His hand remained upon my arm, gripping it nervously. Shall I say that I was surprised? I can say it with truth. But I shall add that I was thrilled, eerily; for this subdued excitement and alert watching of Smith could only mean one thing:

Fu-Manchu!

And that was enough to set me watching as keenly as he; to set me listening; not only for sounds outside the house but for sounds within.
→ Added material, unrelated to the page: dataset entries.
use std::collections::HashMap;
use std::fs;
use std::path::{Path, PathBuf};
use std::sync::Mutex;

use crate::domain::Character;
use crate::error::StoreError;

const CHARACTERS_LOADED_FIELD: &str = "is_character_loaded";

pub type StoredSets = HashMap<String, String>;

/// Key/value persistence used by the pipeline. Sets are stored as one hash per
/// event, characters as one hash per game title.
pub trait UpsetStore: Send + Sync {
    fn add_sets(&self, event_slug: &str, sets: &StoredSets) -> Result<(), StoreError>;
    fn get_sets(&self, event_slug: &str) -> Result<StoredSets, StoreError>;
    fn is_characters_loaded(&self, game: &str) -> Result<bool, StoreError>;
    fn add_characters(&self, game: &str, characters: &[Character]) -> Result<(), StoreError>;
    fn set_characters_loaded(&self, game: &str) -> Result<(), StoreError>;
    fn character_name(&self, id: i64, game: &str) -> Result<Option<String>, StoreError>;

    /// Held across check-fetch-populate of a roster, so every cache over this
    /// store fetches a title at most once.
    fn roster_lock(&self) -> &Mutex<()>;
}

pub fn sets_key(event_slug: &str) -> String {
    format!("event:{event_slug}_sets")
}

pub fn characters_key(game: &str) -> String {
    format!("characters:{game}")
}

pub fn character_field(id: i64) -> String {
    format!("character:{id}")
}

type Hashes = HashMap<String, HashMap<String, String>>;

fn hset_all(hashes: &mut Hashes, key: String, fields: impl IntoIterator<Item = (String, String)>) {
    hashes.entry(key).or_default().extend(fields);
}

fn hget(hashes: &Hashes, key: &str, field: &str) -> Option<String> {
    hashes.get(key).and_then(|hash| hash.get(field)).cloned()
}

/// Redis-shaped hashes held in memory.
#[derive(Debug, Default)]
pub struct MemoryStore {
    hashes: Mutex<Hashes>,
    roster_lock: Mutex<()>,
}

impl MemoryStore {
    pub fn new() -> Self {
        Self::default()
    }

    fn with_hashes<T>(&self, f: impl FnOnce(&mut Hashes) -> T) -> Result<T, StoreError> {
        let mut guard = self.hashes.lock().map_err(|_| StoreError::Poisoned)?;
        Ok(f(&mut guard))
    }
}

impl UpsetStore for MemoryStore {
    fn add_sets(&self, event_slug: &str, sets: &StoredSets) -> Result<(), StoreError> {
        self.with_hashes(|hashes| {
            hset_all(hashes, sets_key(event_slug), sets.clone());
        })
    }

    fn get_sets(&self, event_slug: &str) -> Result<StoredSets, StoreError> {
        self.with_hashes(|hashes| hashes.get(&sets_key(event_slug)).cloned().unwrap_or_default())
    }

    fn is_characters_loaded(&self, game: &str) -> Result<bool, StoreError> {
        self.with_hashes(|hashes| {
            hget(hashes, &characters_key(game), CHARACTERS_LOADED_FIELD).as_deref() == Some("1")
        })
    }

    fn add_characters(&self, game: &str, characters: &[Character]) -> Result<(), StoreError> {
        self.with_hashes(|hashes| {
            let fields = characters
                .iter()
                .map(|character| (character_field(character.id), character.name.clone()));
            hset_all(hashes, characters_key(game), fields);
        })
    }

    fn set_characters_loaded(&self, game: &str) -> Result<(), StoreError> {
        self.with_hashes(|hashes| {
            hset_all(
                hashes,
                characters_key(game),
                [(CHARACTERS_LOADED_FIELD.to_string(), "1".to_string())],
            );
        })
    }

    fn character_name(&self, id: i64, game: &str) -> Result<Option<String>, StoreError> {
        self.with_hashes(|hashes| hget(hashes, &characters_key(game), &character_field(id)))
    }

    fn roster_lock(&self) -> &Mutex<()> {
        &self.roster_lock
    }
}

/// `MemoryStore` persisted to a JSON file after every write.
#[derive(Debug)]
pub struct JsonFileStore {
    path: PathBuf,
    inner: MemoryStore,
}

impl JsonFileStore {
    pub fn open(path: impl Into<PathBuf>) -> Result<Self, StoreError> {
        let path = path.into();
        let hashes: Hashes = if path.is_file() {
            let data = fs::read_to_string(&path).map_err(|e| io_error(&path, e))?;
            serde_json::from_str(&data).map_err(|e| StoreError::Corrupt {
                path: path.display().to_string(),
                message: e.to_string(),
            })?
        } else {
            Hashes::new()
        };
        tracing::debug!(path = %path.display(), keys = hashes.len(), "opened store");
        Ok(Self {
            path,
            inner: MemoryStore {
                hashes: Mutex::new(hashes),
                roster_lock: Mutex::new(()),
            },
        })
    }

    pub fn path(&self) -> &Path {
        &self.path
    }

    fn flush(&self) -> Result<(), StoreError> {
        let payload = self
            .inner
            .with_hashes(|hashes| serde_json::to_string_pretty(hashes))?
            .map_err(|e| StoreError::Corrupt {
                path: self.path.display().to_string(),
                message: e.to_string(),
            })?;
        if let Some(parent) = self.path.parent() {
            if !parent.as_os_str().is_empty() {
                fs::create_dir_all(parent).map_err(|e| io_error(parent, e))?;
            }
        }
        fs::write(&self.path, payload).map_err(|e| io_error(&self.path, e))
    }
}

fn io_error(path: &Path, err: std::io::Error) -> StoreError {
    StoreError::Io {
        path: path.display().to_string(),
        message: err.to_string(),
    }
}

impl UpsetStore for JsonFileStore {
    fn add_sets(&self, event_slug: &str, sets: &StoredSets) -> Result<(), StoreError> {
        self.inner.add_sets(event_slug, sets)?;
        self.flush()
    }

    fn get_sets(&self, event_slug: &str) -> Result<StoredSets, StoreError> {
        self.inner.get_sets(event_slug)
    }

    fn is_characters_loaded(&self, game: &str) -> Result<bool, StoreError> {
        self.inner.is_characters_loaded(game)
    }

    fn add_characters(&self, game: &str, characters: &[Character]) -> Result<(), StoreError> {
        self.inner.add_characters(game, characters)?;
        self.flush()
    }

    fn set_characters_loaded(&self, game: &str) -> Result<(), StoreError> {
        self.inner.set_characters_loaded(game)?;
        self.flush()
    }

    fn character_name(&self, id: i64, game: &str) -> Result<Option<String>, StoreError> {
        self.inner.character_name(id, game)
    }

    fn roster_lock(&self) -> &Mutex<()> {
        self.inner.roster_lock()
    }
}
Doubts, suspicions, dreads, heaped themselves up in my mind. Why was Forsyth standing there at the gate? I had never seen him before, to my knowledge, yet there was something oddly reminiscent about the man. Could it be that his visit formed part of a plot? Yet his wound had been genuine enough. Thus my mind worked, feverishly; such was the effect of an unspoken thought—Fu-Manchu.

Nayland Smith’s grip tightened on my arm.

“There it is again, Petrie!” he whispered.

“Look, look!”

His words were wholly unnecessary. I, too, had seen it; a wonderful and uncanny sight. Out of the darkness under the elms, low down upon the ground, grew a vaporous blue light. It flared up, elfinish, then began to ascend. Like an igneous phantom, a witch flame, it rose, high—higher—higher, to what I adjudged to be some twelve feet or more from the ground. Then, high in the air, it died away again as it had come!